The struggle of the Greeks for national independence was rewarded by the creation of an autonomous (1826) and then independent (1830) state. The Third National Assembly at Troezen (1827) elected Ioannis Kapodistrias as Governor of the Greek state (1828-1831).
The attempt of Kapodistrias to organize the state was interrupted by his assassination on September 27, 1831. Political instability ended in 1832 with the creation of the Kingdom of Greece and the choice of Otto, second son of King Ludwig I of Bavaria, as “by the Grace of God” monarch (1832-1862).
King Otto was a minor when he arrived in 1833 in Nafplio, the provisional capital, which in 1834 was transferred to Athens. Government was assumed by a three-member Regency –J.L. von Armansperg, J.L. von Mauer, and K.W. von Heideck– until he came of age (1835), and started organizing the administration and defense of the state amid continuous reactions of the Greeks.

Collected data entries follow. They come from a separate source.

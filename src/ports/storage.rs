use async_trait::async_trait;
use bytes::Bytes;
use std::path::Path;
use thiserror::Error;

use crate::domain::metadata::Metadata;

#[derive(Debug, Error)]
pub enum StorageError {
    #[error("object not found: {0}")]
    NotFound(String),
    #[error("invalid object key: {0}")]
    InvalidKey(String),
    #[error("storage io error: {0}")]
    Io(#[from] std::io::Error),
    #[error("storage backend error: {0}")]
    Backend(String),
}

/// One page of a prefix listing.
#[derive(Debug, Clone, Default, PartialEq, Eq)]
pub struct ListPage {
    pub keys: Vec<String>,
    /// Opaque continuation token; `None` when the listing is exhausted.
    pub cursor: Option<String>,
    pub truncated: bool,
}

#[cfg_attr(test, mockall::automock)]
#[async_trait]
pub trait ObjectStore: Send + Sync {
    /// Store `body` at `key`, replacing anything already there.
    async fn put(
        &self,
        key: &str,
        body: Bytes,
        content_type: &str,
        metadata: Metadata,
    ) -> Result<(), StorageError>;

    /// Upload a local file to `key`.
    async fn put_file(
        &self,
        key: &str,
        path: &Path,
        content_type: &str,
        metadata: Metadata,
    ) -> Result<(), StorageError> {
        let body = tokio::fs::read(path).await?;
        self.put(key, Bytes::from(body), content_type, metadata).await
    }

    async fn get(&self, key: &str) -> Result<Bytes, StorageError>;

    async fn exists(&self, key: &str) -> Result<bool, StorageError>;

    /// List keys under `prefix` in lexicographic order, at most `limit` per page.
    async fn list(
        &self,
        prefix: &str,
        limit: usize,
        cursor: Option<String>,
    ) -> Result<ListPage, StorageError>;

    /// Deleting a missing key is not an error.
    async fn delete(&self, key: &str) -> Result<(), StorageError>;

    /// Human-readable backend name for logs and health output.
    fn describe(&self) -> String;
}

Recurring riots demanded the granting of a constitution and the removal of the Bavarians from administration. These lead to the bloodless revolution of September 3, 1843 and the establishment of Constitutional Monarchy in 1844. During the same time, Greece assisted the movements of still non-liberated Greek regions (Epirus, Thessaly, Macedonia, islands), often bearing a heavy political cost worldwide. In 1862 the accumulated popular discontent forced Otto to abandon the throne and the country.